(PROVIDED INFORMATION begins)

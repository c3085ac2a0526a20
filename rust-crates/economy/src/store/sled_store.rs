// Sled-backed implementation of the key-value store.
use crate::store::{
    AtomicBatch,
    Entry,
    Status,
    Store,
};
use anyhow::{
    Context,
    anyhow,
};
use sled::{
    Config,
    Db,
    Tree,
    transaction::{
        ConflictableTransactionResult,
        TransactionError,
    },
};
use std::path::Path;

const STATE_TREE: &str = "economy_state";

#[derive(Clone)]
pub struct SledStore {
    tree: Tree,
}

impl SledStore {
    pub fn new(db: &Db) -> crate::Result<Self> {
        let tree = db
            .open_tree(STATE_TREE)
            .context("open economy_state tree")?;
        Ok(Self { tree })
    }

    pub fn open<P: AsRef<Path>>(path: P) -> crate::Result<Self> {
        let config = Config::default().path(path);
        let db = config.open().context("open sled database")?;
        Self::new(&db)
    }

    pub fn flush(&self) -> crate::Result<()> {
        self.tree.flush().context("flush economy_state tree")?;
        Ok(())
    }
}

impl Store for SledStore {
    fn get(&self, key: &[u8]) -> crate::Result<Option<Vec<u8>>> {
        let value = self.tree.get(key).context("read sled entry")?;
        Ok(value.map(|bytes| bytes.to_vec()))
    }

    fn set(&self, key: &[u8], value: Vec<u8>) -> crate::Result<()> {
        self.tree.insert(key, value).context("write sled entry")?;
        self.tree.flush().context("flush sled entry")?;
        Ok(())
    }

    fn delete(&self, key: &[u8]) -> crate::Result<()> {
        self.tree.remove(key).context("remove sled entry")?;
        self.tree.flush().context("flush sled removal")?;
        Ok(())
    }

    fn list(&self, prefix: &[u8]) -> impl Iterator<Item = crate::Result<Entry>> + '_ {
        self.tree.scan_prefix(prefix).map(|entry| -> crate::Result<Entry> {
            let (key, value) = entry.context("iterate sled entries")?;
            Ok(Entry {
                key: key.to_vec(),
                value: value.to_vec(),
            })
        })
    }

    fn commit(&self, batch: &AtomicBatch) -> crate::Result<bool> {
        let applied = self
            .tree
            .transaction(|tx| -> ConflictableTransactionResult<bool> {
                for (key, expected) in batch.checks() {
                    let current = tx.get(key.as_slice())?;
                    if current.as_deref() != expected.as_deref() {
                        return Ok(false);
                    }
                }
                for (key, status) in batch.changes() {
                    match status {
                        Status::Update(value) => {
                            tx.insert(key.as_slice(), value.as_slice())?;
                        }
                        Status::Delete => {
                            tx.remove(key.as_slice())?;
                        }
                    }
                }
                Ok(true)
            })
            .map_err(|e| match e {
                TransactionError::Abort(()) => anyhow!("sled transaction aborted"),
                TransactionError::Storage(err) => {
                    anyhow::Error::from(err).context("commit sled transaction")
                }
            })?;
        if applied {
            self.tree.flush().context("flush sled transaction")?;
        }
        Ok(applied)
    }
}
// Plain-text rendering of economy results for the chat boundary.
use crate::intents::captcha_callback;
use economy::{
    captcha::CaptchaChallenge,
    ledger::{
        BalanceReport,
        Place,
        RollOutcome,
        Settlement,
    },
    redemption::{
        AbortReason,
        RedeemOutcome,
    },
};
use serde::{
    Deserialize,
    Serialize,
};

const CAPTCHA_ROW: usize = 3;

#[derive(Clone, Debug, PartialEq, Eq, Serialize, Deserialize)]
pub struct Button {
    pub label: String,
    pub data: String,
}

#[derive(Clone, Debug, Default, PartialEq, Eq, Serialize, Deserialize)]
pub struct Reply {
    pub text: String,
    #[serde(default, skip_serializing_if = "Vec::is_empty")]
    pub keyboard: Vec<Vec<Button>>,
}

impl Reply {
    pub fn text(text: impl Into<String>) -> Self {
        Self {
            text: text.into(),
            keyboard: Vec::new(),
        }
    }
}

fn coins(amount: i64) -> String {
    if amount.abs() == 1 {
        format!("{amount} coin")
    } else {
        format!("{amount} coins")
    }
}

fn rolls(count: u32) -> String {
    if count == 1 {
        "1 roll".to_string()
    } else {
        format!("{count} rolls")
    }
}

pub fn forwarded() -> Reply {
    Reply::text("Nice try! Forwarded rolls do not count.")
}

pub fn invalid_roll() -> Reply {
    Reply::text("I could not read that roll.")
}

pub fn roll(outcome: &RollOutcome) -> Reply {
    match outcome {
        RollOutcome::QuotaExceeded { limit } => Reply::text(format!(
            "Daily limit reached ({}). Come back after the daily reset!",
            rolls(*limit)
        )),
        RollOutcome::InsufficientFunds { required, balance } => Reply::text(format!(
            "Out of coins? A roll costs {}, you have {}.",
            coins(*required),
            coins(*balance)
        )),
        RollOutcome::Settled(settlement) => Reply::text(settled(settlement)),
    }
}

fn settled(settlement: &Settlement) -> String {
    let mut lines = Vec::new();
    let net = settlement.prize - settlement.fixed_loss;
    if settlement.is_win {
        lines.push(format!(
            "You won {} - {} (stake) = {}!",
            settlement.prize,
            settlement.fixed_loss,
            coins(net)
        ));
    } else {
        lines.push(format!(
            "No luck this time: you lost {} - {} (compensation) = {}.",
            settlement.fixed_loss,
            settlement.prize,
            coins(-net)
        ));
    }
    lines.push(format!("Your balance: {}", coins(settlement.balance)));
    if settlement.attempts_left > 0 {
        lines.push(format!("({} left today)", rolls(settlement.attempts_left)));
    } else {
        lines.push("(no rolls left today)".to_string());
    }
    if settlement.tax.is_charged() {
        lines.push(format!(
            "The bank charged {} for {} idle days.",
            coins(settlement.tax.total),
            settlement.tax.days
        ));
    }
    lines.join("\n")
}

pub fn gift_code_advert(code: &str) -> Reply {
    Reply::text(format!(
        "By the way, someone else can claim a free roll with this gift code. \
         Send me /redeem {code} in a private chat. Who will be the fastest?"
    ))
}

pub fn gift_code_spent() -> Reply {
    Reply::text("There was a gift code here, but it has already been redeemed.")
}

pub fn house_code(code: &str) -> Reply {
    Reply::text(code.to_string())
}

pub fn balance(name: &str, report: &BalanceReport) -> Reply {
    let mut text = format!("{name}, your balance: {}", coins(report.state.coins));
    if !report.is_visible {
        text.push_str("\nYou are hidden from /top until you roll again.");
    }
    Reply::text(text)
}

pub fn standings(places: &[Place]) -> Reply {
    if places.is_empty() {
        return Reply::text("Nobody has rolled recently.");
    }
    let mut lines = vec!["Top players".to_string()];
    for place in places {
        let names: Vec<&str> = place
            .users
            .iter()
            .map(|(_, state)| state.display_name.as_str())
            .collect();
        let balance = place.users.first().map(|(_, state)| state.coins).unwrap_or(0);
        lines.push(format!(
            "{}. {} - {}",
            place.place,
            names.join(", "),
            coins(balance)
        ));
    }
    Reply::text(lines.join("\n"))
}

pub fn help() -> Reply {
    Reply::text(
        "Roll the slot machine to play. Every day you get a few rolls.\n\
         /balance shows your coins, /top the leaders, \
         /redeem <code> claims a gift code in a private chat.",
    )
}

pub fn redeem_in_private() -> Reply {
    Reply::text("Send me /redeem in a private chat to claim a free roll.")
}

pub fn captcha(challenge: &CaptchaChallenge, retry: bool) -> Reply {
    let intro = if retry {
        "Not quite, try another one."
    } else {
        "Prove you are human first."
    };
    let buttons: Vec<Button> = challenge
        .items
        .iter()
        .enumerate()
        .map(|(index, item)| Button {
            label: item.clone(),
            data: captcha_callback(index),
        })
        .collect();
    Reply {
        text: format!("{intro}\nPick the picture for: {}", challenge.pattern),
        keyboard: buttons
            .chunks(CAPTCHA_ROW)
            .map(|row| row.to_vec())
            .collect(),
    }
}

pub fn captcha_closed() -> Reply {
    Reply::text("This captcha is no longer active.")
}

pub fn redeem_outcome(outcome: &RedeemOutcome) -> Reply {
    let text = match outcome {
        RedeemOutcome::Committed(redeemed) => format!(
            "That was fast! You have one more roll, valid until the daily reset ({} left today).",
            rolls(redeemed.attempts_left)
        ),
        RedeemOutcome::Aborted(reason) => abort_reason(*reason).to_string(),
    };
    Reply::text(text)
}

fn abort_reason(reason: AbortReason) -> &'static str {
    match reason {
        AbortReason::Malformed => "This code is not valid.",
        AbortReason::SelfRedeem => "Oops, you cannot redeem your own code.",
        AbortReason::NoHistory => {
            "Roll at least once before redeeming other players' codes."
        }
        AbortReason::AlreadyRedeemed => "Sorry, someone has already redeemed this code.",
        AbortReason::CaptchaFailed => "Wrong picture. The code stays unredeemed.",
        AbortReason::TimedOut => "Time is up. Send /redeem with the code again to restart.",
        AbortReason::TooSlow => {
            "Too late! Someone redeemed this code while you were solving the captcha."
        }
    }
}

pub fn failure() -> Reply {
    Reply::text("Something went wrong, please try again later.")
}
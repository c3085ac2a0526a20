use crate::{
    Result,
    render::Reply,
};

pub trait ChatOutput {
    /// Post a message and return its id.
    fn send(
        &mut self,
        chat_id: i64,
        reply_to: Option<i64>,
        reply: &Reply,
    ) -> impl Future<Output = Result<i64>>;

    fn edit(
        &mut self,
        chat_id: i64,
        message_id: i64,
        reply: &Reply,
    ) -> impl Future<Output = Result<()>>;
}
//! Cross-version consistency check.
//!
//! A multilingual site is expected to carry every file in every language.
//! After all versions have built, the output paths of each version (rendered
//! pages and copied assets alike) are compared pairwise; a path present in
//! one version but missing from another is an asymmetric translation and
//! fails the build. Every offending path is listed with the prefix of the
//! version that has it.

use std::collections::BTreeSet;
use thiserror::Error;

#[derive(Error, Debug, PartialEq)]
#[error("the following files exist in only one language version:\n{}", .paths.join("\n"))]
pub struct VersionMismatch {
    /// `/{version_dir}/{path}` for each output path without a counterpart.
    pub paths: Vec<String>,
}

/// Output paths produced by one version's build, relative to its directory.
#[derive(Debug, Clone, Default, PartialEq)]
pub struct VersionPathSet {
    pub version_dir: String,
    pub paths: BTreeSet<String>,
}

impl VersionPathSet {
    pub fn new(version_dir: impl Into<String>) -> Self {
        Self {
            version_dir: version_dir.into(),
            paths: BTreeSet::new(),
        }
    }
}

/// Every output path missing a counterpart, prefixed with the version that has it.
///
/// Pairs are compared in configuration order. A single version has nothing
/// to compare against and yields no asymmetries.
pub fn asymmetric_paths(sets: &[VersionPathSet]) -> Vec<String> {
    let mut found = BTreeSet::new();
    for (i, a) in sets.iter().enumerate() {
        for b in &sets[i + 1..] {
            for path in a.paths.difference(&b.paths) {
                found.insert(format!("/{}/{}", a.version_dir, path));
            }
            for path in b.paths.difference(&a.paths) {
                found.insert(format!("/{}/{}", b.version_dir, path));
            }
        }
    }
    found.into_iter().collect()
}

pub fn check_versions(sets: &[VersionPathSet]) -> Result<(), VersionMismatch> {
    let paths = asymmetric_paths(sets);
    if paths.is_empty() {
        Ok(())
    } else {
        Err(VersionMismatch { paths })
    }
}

(PROVIDED INFORMATION ends)

■ DIRECTIONS:
Using only the listing above, restate exactly the lines from the line containing "pub fn captcha_closed()" through the line containing "rolls(redeemed.attempts_left)", both included.

■ RESPONSE AREA:
pub fn captcha_closed() -> Reply {
    Reply::text("This captcha is no longer active.")
}

pub fn redeem_outcome(outcome: &RedeemOutcome) -> Reply {
    let text = match outcome {
        RedeemOutcome::Committed(redeemed) => format!(
            "That was fast! You have one more roll, valid until the daily reset ({} left today).",
            rolls(redeemed.attempts_left)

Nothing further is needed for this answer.